A test of genetic algorithms in relevance feedback

  • Authors:
  • Cristina Lopez-Pujalte;Vicente P. Guerrero Bote;Félix de Moya Anegón

  • Affiliations:
  • Facultad de Biblioteconomía y Documentación (Alcazaba de Badajoz), Universidad de Extremadura, 06071 Badajoz, Spain;Facultad de Biblioteconomía y Documentación (Alcazaba de Badajoz), Universidad de Extremadura, 06071 Badajoz, Spain;Facultad de Biblioteconomía y Documentación, Universidad de Granada, Campus Cartuja, Granada, Spain

  • Venue:
  • Information Processing and Management: an International Journal
  • Year:
  • 2002

Quantified Score

Hi-index 0.00

Visualization

Abstract

There have been recent applications of genetic algorithms to information retrieval, mostly with respect to relevance feedback. Nevertheless, they are yet to be evaluated in a way that allows them to be compared with each other and with other relevance feedback techniques.
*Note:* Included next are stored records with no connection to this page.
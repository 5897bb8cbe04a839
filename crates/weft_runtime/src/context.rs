//! Execution contexts.
//!
//! One context per running worker. Content lives behind a mutex that is held
//! by the thread executing the worker for the whole step, and briefly by the
//! aggregator that merges results into it once the worker is suspended.

use crate::aggregator::ResponseAggregator;
use crate::callable::{CallableInfo, ForkJoinInfo, JoinTargets, Program, StepResult, WorkerInfo};
use crate::invoke;
use crate::scheduler::Scheduler;
use indexmap::IndexMap;
use parking_lot::{Mutex, MutexGuard, RwLock};
use std::fmt;
use std::sync::{Arc, Weak};
use weft_core::{ContextId, FrameShape, InvocationId, RegisterFrame, StructuredError, TraceFrame, Value};

/// Shared handle to a context
pub type ContextRef = Arc<ExecutionContext>;

/// Lifecycle state
#[derive(Debug, Clone, Copy, PartialEq, Eq, Hash)]
pub enum ContextState {
    /// Frame populated, not handed to the scheduler
    Created,
    /// Waiting for a thread
    Scheduled,
    /// Executing its body
    Running,
    /// Waiting for children it started
    Suspended,
    /// Finished normally
    Completed,
    /// Finished with an error
    Errored,
}

impl ContextState {
    /// Whether the context can never run again
    #[must_use]
    pub const fn is_terminal(&self) -> bool {
        matches!(self, Self::Completed | Self::Errored)
    }

    /// Whether the scheduler may start running it
    #[must_use]
    pub const fn is_runnable(&self) -> bool {
        matches!(self, Self::Created | Self::Scheduled)
    }
}

impl fmt::Display for ContextState {
    fn fmt(&self, f: &mut fmt::Formatter<'_>) -> fmt::Result {
        let name = match self {
            Self::Created => "created",
            Self::Scheduled => "scheduled",
            Self::Running => "running",
            Self::Suspended => "suspended",
            Self::Completed => "completed",
            Self::Errored => "errored",
        };
        f.write_str(name)
    }
}

/// Key-value properties shared by every worker of one invocation
#[derive(Debug, Default)]
pub struct PropertyBag {
    entries: RwLock<IndexMap<String, Value>>,
}

impl PropertyBag {
    /// Create an empty bag
    #[must_use]
    pub fn new() -> Self {
        Self::default()
    }

    /// Read a property
    #[must_use]
    pub fn get(&self, key: &str) -> Option<Value> {
        self.entries.read().get(key).cloned()
    }

    /// Set a property, returning the previous value
    pub fn insert(&self, key: impl Into<String>, value: Value) -> Option<Value> {
        self.entries.write().insert(key.into(), value)
    }

    /// Whether a property is set
    #[must_use]
    pub fn contains(&self, key: &str) -> bool {
        self.entries.read().contains_key(key)
    }

    /// Number of properties
    #[must_use]
    pub fn len(&self) -> usize {
        self.entries.read().len()
    }

    /// Whether the bag is empty
    #[must_use]
    pub fn is_empty(&self) -> bool {
        self.entries.read().is_empty()
    }
}

/// Mutable content of a context
#[derive(Debug)]
pub struct ContextInner {
    /// Lifecycle state
    pub state: ContextState,
    /// Instruction pointer the body resumes from
    pub ip: usize,
    /// Local registers
    pub frame: RegisterFrame,
    /// Values the worker returned, by return index
    pub returns: Vec<Option<Value>>,
    /// Error raised by or propagated into this context; never cleared
    pub error: Option<StructuredError>,
}

impl ContextInner {
    /// Record an error unless one is already present
    pub fn set_error(&mut self, error: StructuredError) {
        if self.error.is_none() {
            self.error = Some(error);
        }
    }
}

/// Execution state of one worker
pub struct ExecutionContext {
    id: ContextId,
    invocation: InvocationId,
    program: Arc<Program>,
    callable: Option<Arc<CallableInfo>>,
    worker: Option<Arc<WorkerInfo>>,
    parent: Weak<ExecutionContext>,
    aggregator: Option<Arc<ResponseAggregator>>,
    properties: Arc<PropertyBag>,
    run_in_caller: bool,
    init: bool,
    inner: Mutex<ContextInner>,
}

/// Arguments for building a worker context
pub(crate) struct WorkerSpec {
    pub invocation: InvocationId,
    pub program: Arc<Program>,
    pub callable: Arc<CallableInfo>,
    pub worker: Arc<WorkerInfo>,
    pub parent: Option<ContextRef>,
    pub aggregator: Arc<ResponseAggregator>,
    pub properties: Arc<PropertyBag>,
    pub frame: RegisterFrame,
    pub run_in_caller: bool,
    pub init: bool,
}

impl ExecutionContext {
    /// Context that only receives results for a host call; it never runs
    #[must_use]
    pub fn root(program: Arc<Program>, shape: &FrameShape) -> ContextRef {
        Arc::new(Self {
            id: ContextId::new(),
            invocation: InvocationId::new(),
            program,
            callable: None,
            worker: None,
            parent: Weak::new(),
            aggregator: None,
            properties: Arc::new(PropertyBag::new()),
            run_in_caller: false,
            init: false,
            inner: Mutex::new(ContextInner {
                state: ContextState::Suspended,
                ip: 0,
                frame: RegisterFrame::with_shape(shape),
                returns: Vec::new(),
                error: None,
            }),
        })
    }

    pub(crate) fn worker(spec: WorkerSpec) -> ContextRef {
        Arc::new(Self {
            id: ContextId::new(),
            invocation: spec.invocation,
            program: spec.program,
            callable: Some(spec.callable),
            worker: Some(spec.worker),
            parent: spec.parent.as_ref().map(Arc::downgrade).unwrap_or_default(),
            aggregator: Some(spec.aggregator),
            properties: spec.properties,
            run_in_caller: spec.run_in_caller,
            init: spec.init,
            inner: Mutex::new(ContextInner {
                state: ContextState::Created,
                ip: 0,
                frame: spec.frame,
                returns: Vec::new(),
                error: None,
            }),
        })
    }

    /// Context id
    #[must_use]
    pub fn id(&self) -> ContextId {
        self.id
    }

    /// Invocation this context belongs to
    #[must_use]
    pub fn invocation(&self) -> InvocationId {
        self.invocation
    }

    /// Loaded program
    #[must_use]
    pub fn program(&self) -> &Arc<Program> {
        &self.program
    }

    /// Callable being executed; `None` for a root context
    #[must_use]
    pub fn callable(&self) -> Option<&Arc<CallableInfo>> {
        self.callable.as_ref()
    }

    /// Worker being executed; `None` for a root context
    #[must_use]
    pub fn worker_info(&self) -> Option<&Arc<WorkerInfo>> {
        self.worker.as_ref()
    }

    /// Worker name, or `root`
    #[must_use]
    pub fn worker_name(&self) -> &str {
        self.worker.as_ref().map_or("root", |w| w.name())
    }

    /// Context that started this one, if still alive
    #[must_use]
    pub fn parent(&self) -> Option<ContextRef> {
        self.parent.upgrade()
    }

    /// Aggregator this context signals on completion
    #[must_use]
    pub fn aggregator(&self) -> Option<&Arc<ResponseAggregator>> {
        self.aggregator.as_ref()
    }

    /// Properties shared with sibling workers
    #[must_use]
    pub fn properties(&self) -> &Arc<PropertyBag> {
        &self.properties
    }

    /// Whether this context may run on the calling thread
    #[must_use]
    pub fn run_in_caller(&self) -> bool {
        self.run_in_caller
    }

    /// Whether this is an init worker
    #[must_use]
    pub fn is_init(&self) -> bool {
        self.init
    }

    /// Current state
    #[must_use]
    pub fn state(&self) -> ContextState {
        self.inner.lock().state
    }

    /// Error carried by this context
    #[must_use]
    pub fn error(&self) -> Option<StructuredError> {
        self.inner.lock().error.clone()
    }

    /// Copy of the register frame
    #[must_use]
    pub fn frame_snapshot(&self) -> RegisterFrame {
        self.inner.lock().frame.clone()
    }

    /// Lock the mutable content
    pub fn lock(&self) -> MutexGuard<'_, ContextInner> {
        self.inner.lock()
    }

    /// Trace frame describing this context at `ip`
    #[must_use]
    pub fn trace_frame(&self, ip: usize) -> TraceFrame {
        TraceFrame {
            module: self.callable.as_ref().map_or_else(String::new, |c| c.module().to_string()),
            callable: self.callable.as_ref().map_or_else(String::new, |c| c.name().to_string()),
            worker: self.worker_name().to_string(),
            ip,
        }
    }
}

impl fmt::Debug for ExecutionContext {
    fn fmt(&self, f: &mut fmt::Formatter<'_>) -> fmt::Result {
        f.debug_struct("ExecutionContext")
            .field("id", &self.id)
            .field("invocation", &self.invocation)
            .field("worker", &self.worker_name())
            .field("run_in_caller", &self.run_in_caller)
            .finish_non_exhaustive()
    }
}

/// Outcome of one run of a worker body
#[derive(Debug, Clone, Copy, PartialEq, Eq)]
pub enum Step {
    /// Body finished; returned values are signaled to the aggregator
    Done,
    /// Body started children and waits for them
    Await,
}

/// Handle given to a worker body while it runs
pub struct WorkerStep<'a> {
    scheduler: &'a Scheduler,
    ctx: &'a ContextRef,
    inner: &'a mut ContextInner,
    inline: Option<ContextRef>,
    awaiting: bool,
}

impl<'a> WorkerStep<'a> {
    pub(crate) fn new(scheduler: &'a Scheduler, ctx: &'a ContextRef, inner: &'a mut ContextInner) -> Self {
        Self {
            scheduler,
            ctx,
            inner,
            inline: None,
            awaiting: false,
        }
    }

    pub(crate) fn finish(self) -> (bool, Option<ContextRef>) {
        (self.awaiting, self.inline)
    }

    /// Context being executed
    #[must_use]
    pub fn context(&self) -> &ContextRef {
        self.ctx
    }

    /// Worker name
    #[must_use]
    pub fn worker_name(&self) -> &str {
        self.ctx.worker_name()
    }

    /// Properties shared with sibling workers
    #[must_use]
    pub fn properties(&self) -> &PropertyBag {
        self.ctx.properties()
    }

    /// Instruction pointer
    #[must_use]
    pub fn ip(&self) -> usize {
        self.inner.ip
    }

    /// Move the instruction pointer
    pub fn jump(&mut self, ip: usize) {
        self.inner.ip = ip;
    }

    /// Local registers
    #[must_use]
    pub fn frame(&self) -> &RegisterFrame {
        &self.inner.frame
    }

    /// Local registers, mutably
    pub fn frame_mut(&mut self) -> &mut RegisterFrame {
        &mut self.inner.frame
    }

    /// Error propagated into this context, if any
    #[must_use]
    pub fn error(&self) -> Option<&StructuredError> {
        self.inner.error.as_ref()
    }

    /// Set return value `index`
    pub fn set_return(&mut self, index: usize, value: Value) {
        if self.inner.returns.len() <= index {
            self.inner.returns.resize(index + 1, None);
        }
        self.inner.returns[index] = Some(value);
    }

    /// Call `callee` with arguments read from `arg_regs`; its results are
    /// written to `ret_regs` before this context resumes.
    ///
    /// # Errors
    ///
    /// Returns error if arguments cannot be read or the workers cannot be
    /// started; the body may propagate it
    pub fn invoke(&mut self, callee: &Arc<CallableInfo>, arg_regs: &[usize], ret_regs: &[usize]) -> StepResult {
        self.ensure_can_spawn()?;
        let inline = invoke::invoke_nested(self.scheduler, self.ctx, self.inner, callee, arg_regs, ret_regs)
            .map_err(invoke::into_structured)?;
        self.await_children(inline)
    }

    /// Fork the workers of `info` and resume at the join or timeout target.
    ///
    /// # Errors
    ///
    /// Returns error if the descriptor is invalid, the timeout register is
    /// missing, or the workers cannot be started
    pub fn fork_join(&mut self, info: &ForkJoinInfo, targets: JoinTargets) -> StepResult {
        self.ensure_can_spawn()?;
        let inline = invoke::invoke_fork_join(self.scheduler, self.ctx, self.inner, info, targets)
            .map_err(invoke::into_structured)?;
        self.await_children(inline)
    }

    fn ensure_can_spawn(&self) -> Result<(), StructuredError> {
        if self.ctx.is_init() {
            return Err(StructuredError::new("init worker cannot start workers"));
        }
        if self.awaiting {
            return Err(StructuredError::new("worker is already waiting for children"));
        }
        Ok(())
    }

    fn await_children(&mut self, inline: Option<ContextRef>) -> StepResult {
        self.awaiting = true;
        self.inline = inline;
        Ok(Step::Await)
    }
}

/// Observer notified as workers run
pub trait ExecutionHook: Send + Sync {
    /// A context is about to run its body
    fn worker_executing(&self, ctx: &ExecutionContext);

    /// A context reached a terminal state
    fn worker_finished(&self, _ctx: &ExecutionContext, _state: ContextState) {}
}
We here implement the different genetic algorithms that have been applied in the literature together with some of our own variations, and evaluate them using the residual collection method described by Salton in 1990 for the evaluation of relevance feedback techniques. We compare the results with those of the Ide dec-hi method, which is one of the traditional methods that yields the best results.